*** Opening Extracted entries ***

//! Event queue and batcher: buffers normalised events and hands them to
//! delivery on size threshold, timer tick, or page lifecycle signals.

use tracing::{debug, trace};
use trackline_core::{Event, Session};

use crate::delivery::Delivery;

/// Why a flush was requested.
#[derive(Debug, Clone, Copy, PartialEq, Eq)]
pub enum FlushTrigger {
    /// Queue reached the batch-size threshold.
    Size,
    /// Periodic timer.
    Timer,
    /// Page-visibility changed to hidden.
    Hidden,
    /// The UI source went away (navigation or tab close).
    Unload,
}

impl FlushTrigger {
    pub fn as_str(&self) -> &'static str {
        match self {
            FlushTrigger::Size => "size",
            FlushTrigger::Timer => "timer",
            FlushTrigger::Hidden => "hidden",
            FlushTrigger::Unload => "unload",
        }
    }
}

/// Ordered buffer of captured events. Bounded by the flush cadence, not by a
/// capacity cap.
#[derive(Debug)]
pub struct EventQueue {
    events: Vec<Event>,
    batch_size: usize,
    last_timestamp: i64,
}

impl EventQueue {
    pub fn new(batch_size: usize) -> Self {
        let batch_size = batch_size.max(1);
        Self {
            events: Vec::with_capacity(batch_size),
            batch_size,
            last_timestamp: i64::MIN,
        }
    }

    /// Append to the tail. Returns true when the batch-size threshold is
    /// reached and a flush is due.
    ///
    /// Timestamps are clamped so they never run backwards within the
    /// session, even if the wall clock does.
    pub fn push(&mut self, mut event: Event) -> bool {
        if event.occurred_at < self.last_timestamp {
            event.occurred_at = self.last_timestamp;
        }
        self.last_timestamp = event.occurred_at;
        self.events.push(event);
        self.events.len() >= self.batch_size
    }

    /// Snapshot and clear in one step. `None` when there is nothing queued.
    pub fn take(&mut self) -> Option<Vec<Event>> {
        if self.events.is_empty() {
            return None;
        }
        Some(std::mem::replace(
            &mut self.events,
            Vec::with_capacity(self.batch_size),
        ))
    }

    pub fn len(&self) -> usize {
        self.events.len()
    }

    pub fn is_empty(&self) -> bool {
        self.events.is_empty()
    }

    pub fn batch_size(&self) -> usize {
        self.batch_size
    }

    pub fn events(&self) -> &[Event] {
        &self.events
    }

    /// Drop queued events and the timestamp floor.
    pub fn clear(&mut self) {
        self.events.clear();
        self.last_timestamp = i64::MIN;
    }
}

/// Couples the queue to delivery.
pub struct Batcher {
    queue: EventQueue,
    delivery: Delivery,
    page_url: String,
    page_hidden: bool,
    flushes: u64,
}

impl Batcher {
    pub fn new(batch_size: usize, delivery: Delivery) -> Self {
        Self {
            queue: EventQueue::new(batch_size),
            delivery,
            page_url: String::new(),
            page_hidden: false,
            flushes: 0,
        }
    }

    /// Queue an event; flushes immediately once the batch is full.
    pub fn enqueue(&mut self, session: &Session, event: Event) {
        trace!(kind = %event.kind, queued = self.queue.len() + 1, "event enqueued");
        metrics::counter!("tracker.events.enqueued").increment(1);
        if self.queue.push(event) {
            self.flush(session, FlushTrigger::Size);
        }
    }

    /// Hand the queued events to delivery. Empty queues are a no-op.
    ///
    /// The queue is cleared before the send resolves: a slow or failed send
    /// never re-transmits these events.
    pub fn flush(&mut self, session: &Session, trigger: FlushTrigger) -> bool {
        let Some(batch) = self.queue.take() else {
            trace!(trigger = trigger.as_str(), "flush skipped, queue empty");
            return false;
        };

        self.flushes += 1;
        metrics::counter!("tracker.flushes", "trigger" => trigger.as_str()).increment(1);
        debug!(
            session_id = %session.session_id,
            count = batch.len(),
            trigger = trigger.as_str(),
            format = self.delivery.format_name(),
            "flushing event batch"
        );

        let unloading = self.page_hidden
            || matches!(trigger, FlushTrigger::Hidden | FlushTrigger::Unload);
        self.delivery.send(session, &self.page_url, batch, unloading);
        true
    }

    /// Page reported in the envelope of subsequent batches.
    pub fn set_page_url(&mut self, url: &str) {
        if self.page_url != url {
            self.page_url = url.to_string();
        }
    }

    pub fn set_page_hidden(&mut self, hidden: bool) {
        self.page_hidden = hidden;
    }

    pub fn page_hidden(&self) -> bool {
        self.page_hidden
    }

    pub fn queue(&self) -> &EventQueue {
        &self.queue
    }

    /// Number of non-empty flushes performed so far.
    pub fn flush_count(&self) -> u64 {
        self.flushes
    }

    pub fn reset(&mut self) {
        self.queue.clear();
        self.page_hidden = false;
        self.flushes = 0;
    }
}

#[cfg(test)]
#[allow(clippy::unwrap_used)]
mod tests {
    use super::*;
    use crate::format::GenericFormat;
    use crate::transport::{CaptureTransport, DeliveryMode, Transport};
    use std::sync::Arc;
    use trackline_core::EventKind;

    fn session() -> Session {
        Session {
            session_id: "sess_test".into(),
            identity: Some("user@test.com".into()),
        }
    }

    fn click(at: i64) -> Event {
        Event::new(EventKind::Click, at, "https://example.com/").with_attr("seq", at)
    }

    fn batcher(batch_size: usize) -> (Batcher, Arc<CaptureTransport>) {
        let transport = Arc::new(CaptureTransport::new().with_beacon(true));
        let delivery = Delivery::new(
            Box::new(GenericFormat),
            transport.clone() as Arc<dyn Transport>,
            true,
        );
        (Batcher::new(batch_size, delivery), transport)
    }

    fn seqs(payload: &serde_json::Value) -> Vec<i64> {
        payload["events"]
            .as_array()
            .unwrap()
            .iter()
            .map(|e| e["seq"].as_i64().unwrap())
            .collect()
    }

    #[test]
    fn test_empty_flush_sends_nothing() {
        let (mut batcher, transport) = batcher(5);
        assert!(!batcher.flush(&session(), FlushTrigger::Timer));
        assert_eq!(transport.count(), 0);
        assert_eq!(batcher.flush_count(), 0);
    }

    #[test]
    fn test_batch_size_triggers_one_flush() {
        let (mut batcher, transport) = batcher(5);
        for at in 1..=5 {
            batcher.enqueue(&session(), click(at));
        }
        assert_eq!(transport.count(), 1);
        assert!(batcher.queue().is_empty());
        assert_eq!(seqs(&transport.payloads()[0]), vec![1, 2, 3, 4, 5]);

        batcher.enqueue(&session(), click(6));
        assert_eq!(batcher.queue().len(), 1);
        assert_eq!(transport.count(), 1);
    }

    #[test]
    fn test_flush_preserves_order_and_does_not_duplicate() {
        let (mut batcher, transport) = batcher(100);
        for at in [10, 20, 30] {
            batcher.enqueue(&session(), click(at));
        }
        assert!(batcher.flush(&session(), FlushTrigger::Timer));
        batcher.enqueue(&session(), click(40));
        assert!(batcher.flush(&session(), FlushTrigger::Timer));

        let payloads = transport.payloads();
        assert_eq!(payloads.len(), 2);
        assert_eq!(seqs(&payloads[0]), vec![10, 20, 30]);
        assert_eq!(seqs(&payloads[1]), vec![40]);
    }

    #[test]
    fn test_hidden_flush_prefers_beacon() {
        let (mut batcher, transport) = batcher(100);
        batcher.enqueue(&session(), click(1));
        batcher.flush(&session(), FlushTrigger::Timer);
        batcher.enqueue(&session(), click(2));
        batcher.flush(&session(), FlushTrigger::Hidden);

        assert_eq!(
            transport.modes(),
            vec![DeliveryMode::KeepAlive, DeliveryMode::Beacon]
        );
    }

    #[test]
    fn test_envelope_carries_current_page() {
        let (mut batcher, transport) = batcher(100);
        batcher.set_page_url("https://example.com/a");
        batcher.enqueue(&session(), click(1));
        batcher.flush(&session(), FlushTrigger::Timer);
        batcher.set_page_url("https://example.com/b");
        batcher.enqueue(&session(), click(2));
        batcher.flush(&session(), FlushTrigger::Timer);

        let urls: Vec<_> = transport
            .payloads()
            .iter()
            .map(|p| p["url"].as_str().unwrap().to_string())
            .collect();
        assert_eq!(urls, vec!["https://example.com/a", "https://example.com/b"]);
    }

    #[test]
    fn test_timestamps_never_run_backwards() {
        let mut queue = EventQueue::new(10);
        queue.push(click(100));
        queue.push(click(90));
        queue.push(click(120));
        let times: Vec<i64> = queue.events().iter().map(|e| e.occurred_at).collect();
        assert_eq!(times, vec![100, 100, 120]);
    }
}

*** Closing Extracted entries ***

Exercise brief
Look through the entries above and find each line where the word "collect" occurs; copy those lines.

Result for this exercise
            .collect()
            .collect();
        let times: Vec<i64> = queue.events().iter().map(|e| e.occurred_at).collect();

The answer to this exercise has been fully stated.